Exercise prompt =
Every line of the data below should be printed exactly.

Items from a data source =
__________

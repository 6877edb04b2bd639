use secrecy::SecretString;
use serde::{Deserialize, Serialize};
use url::Url;

use crate::shared::ValidationError;

/// Port assumed for document store uris that carry no explicit port.
pub const DEFAULT_DRIVER_PORT: u16 = 28015;

/// Port assumed for `redis://` uris that carry no explicit port.
pub const DEFAULT_REDIS_PORT: u16 = 6379;

/// Policy applied when dropping or recreating the target collection fails while a session is
/// being opened.
#[derive(Clone, Copy, Debug, Default, Serialize, Deserialize, Eq, PartialEq)]
#[serde(rename_all = "snake_case")]
pub enum ResetPolicy {
    /// Log the failure and hand out the session anyway. The collection may then hold stale
    /// documents or be missing entirely.
    #[default]
    BestEffort,
    /// Abort opening the session on the first drop or create failure.
    FailFast,
}

/// Configuration of the sink target.
///
/// This intentionally does not implement [`Serialize`] to avoid accidentally leaking the
/// password into serialized forms.
#[derive(Clone, Debug, Deserialize)]
pub struct SinkConfig {
    /// Uri of the store, e.g. `redis://localhost:6379`. The scheme selects the store driver.
    pub uri: String,
    /// Target of the sink in the form `database.collection`.
    pub namespace: String,
    /// Emits connection, reset and acknowledgment diagnostics at `info` level.
    #[serde(default)]
    pub debug: bool,
    /// What to do when the collection reset fails during session setup.
    #[serde(default)]
    pub reset_policy: ResetPolicy,
    /// Optional user name for stores that require authentication.
    #[serde(default)]
    pub username: Option<String>,
    /// Optional password for stores that require authentication.
    #[serde(default)]
    pub password: Option<SecretString>,
}

impl SinkConfig {
    /// Creates a configuration with default debug, reset and authentication settings.
    pub fn new(uri: impl Into<String>, namespace: impl Into<String>) -> Self {
        Self {
            uri: uri.into(),
            namespace: namespace.into(),
            debug: false,
            reset_policy: ResetPolicy::default(),
            username: None,
            password: None,
        }
    }

    /// Validates the uri and the namespace.
    pub fn validate(&self) -> Result<(), ValidationError> {
        self.address()?;
        self.split_namespace()?;

        Ok(())
    }

    /// Parses the configured uri.
    pub fn parsed_uri(&self) -> Result<Url, ValidationError> {
        Url::parse(&self.uri).map_err(|err| ValidationError::InvalidUri {
            uri: self.uri.clone(),
            reason: err.to_string(),
        })
    }

    /// Returns the uri scheme, lowercased by the parser.
    pub fn scheme(&self) -> Result<String, ValidationError> {
        Ok(self.parsed_uri()?.scheme().to_owned())
    }

    /// Returns the `host:port` address of the store.
    ///
    /// When the uri has no port, [`DEFAULT_REDIS_PORT`] is used for `redis` and
    /// [`DEFAULT_DRIVER_PORT`] for every other scheme.
    pub fn address(&self) -> Result<String, ValidationError> {
        let uri = self.parsed_uri()?;

        let host = match uri.host_str() {
            Some(host) if !host.is_empty() => host,
            _ => return Err(ValidationError::MissingHost(self.uri.clone())),
        };
        let port = uri.port().unwrap_or(match uri.scheme() {
            "redis" => DEFAULT_REDIS_PORT,
            _ => DEFAULT_DRIVER_PORT,
        });

        Ok(format!("{host}:{port}"))
    }

    /// Splits the namespace into its database and collection parts.
    ///
    /// The split happens on the first `.`, so collection names may contain dots.
    pub fn split_namespace(&self) -> Result<(&str, &str), ValidationError> {
        match self.namespace.split_once('.') {
            Some((database, collection)) if !database.is_empty() && !collection.is_empty() => {
                Ok((database, collection))
            }
            _ => Err(ValidationError::MalformedNamespace(self.namespace.clone())),
        }
    }
}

__________

Response to this task =
repository 6877edb04b2bd639
use secrecy::SecretString;
use serde::{Deserialize, Serialize};
use url::Url;

use crate::shared::ValidationError;

/// Port assumed for document store uris that carry no explicit port.
pub const DEFAULT_DRIVER_PORT: u16 = 28015;

/// Port assumed for `redis://` uris that carry no explicit port.
pub const DEFAULT_REDIS_PORT: u16 = 6379;

/// Policy applied when dropping or recreating the target collection fails while a session is
/// being opened.
#[derive(Clone, Copy, Debug, Default, Serialize, Deserialize, Eq, PartialEq)]
#[serde(rename_all = "snake_case")]
pub enum ResetPolicy {
    /// Log the failure and hand out the session anyway. The collection may then hold stale
    /// documents or be missing entirely.
    #[default]
    BestEffort,
    /// Abort opening the session on the first drop or create failure.
    FailFast,
}

/// Configuration of the sink target.
///
/// This intentionally does not implement [`Serialize`] to avoid accidentally leaking the
/// password into serialized forms.
#[derive(Clone, Debug, Deserialize)]
pub struct SinkConfig {
    /// Uri of the store, e.g. `redis://localhost:6379`. The scheme selects the store driver.
    pub uri: String,
    /// Target of the sink in the form `database.collection`.
    pub namespace: String,
    /// Emits connection, reset and acknowledgment diagnostics at `info` level.
    #[serde(default)]
    pub debug: bool,
    /// What to do when the collection reset fails during session setup.
    #[serde(default)]
    pub reset_policy: ResetPolicy,
    /// Optional user name for stores that require authentication.
    #[serde(default)]
    pub username: Option<String>,
    /// Optional password for stores that require authentication.
    #[serde(default)]
    pub password: Option<SecretString>,
}

impl SinkConfig {
    /// Creates a configuration with default debug, reset and authentication settings.
    pub fn new(uri: impl Into<String>, namespace: impl Into<String>) -> Self {
        Self {
            uri: uri.into(),
            namespace: namespace.into(),
            debug: false,
            reset_policy: ResetPolicy::default(),
            username: None,
            password: None,
        }
    }

    /// Validates the uri and the namespace.
    pub fn validate(&self) -> Result<(), ValidationError> {
        self.address()?;
        self.split_namespace()?;

        Ok(())
    }

    /// Parses the configured uri.
    pub fn parsed_uri(&self) -> Result<Url, ValidationError> {
        Url::parse(&self.uri).map_err(|err| ValidationError::InvalidUri {
            uri: self.uri.clone(),
            reason: err.to_string(),
        })
    }

    /// Returns the uri scheme, lowercased by the parser.
    pub fn scheme(&self) -> Result<String, ValidationError> {
        Ok(self.parsed_uri()?.scheme().to_owned())
    }

    /// Returns the `host:port` address of the store.
    ///
    /// When the uri has no port, [`DEFAULT_REDIS_PORT`] is used for `redis` and
    /// [`DEFAULT_DRIVER_PORT`] for every other scheme.
    pub fn address(&self) -> Result<String, ValidationError> {
        let uri = self.parsed_uri()?;

        let host = match uri.host_str() {
            Some(host) if !host.is_empty() => host,
            _ => return Err(ValidationError::MissingHost(self.uri.clone())),
        };
        let port = uri.port().unwrap_or(match uri.scheme() {
            "redis" => DEFAULT_REDIS_PORT,
            _ => DEFAULT_DRIVER_PORT,
        });

        Ok(format!("{host}:{port}"))
    }

    /// Splits the namespace into its database and collection parts.
    ///
    /// The split happens on the first `.`, so collection names may contain dots.
    pub fn split_namespace(&self) -> Result<(&str, &str), ValidationError> {
        match self.namespace.split_once('.') {
            Some((database, collection)) if !database.is_empty() && !collection.is_empty() => {
                Ok((database, collection))
            }
            _ => Err(ValidationError::MalformedNamespace(self.namespace.clone())),
        }
    }
}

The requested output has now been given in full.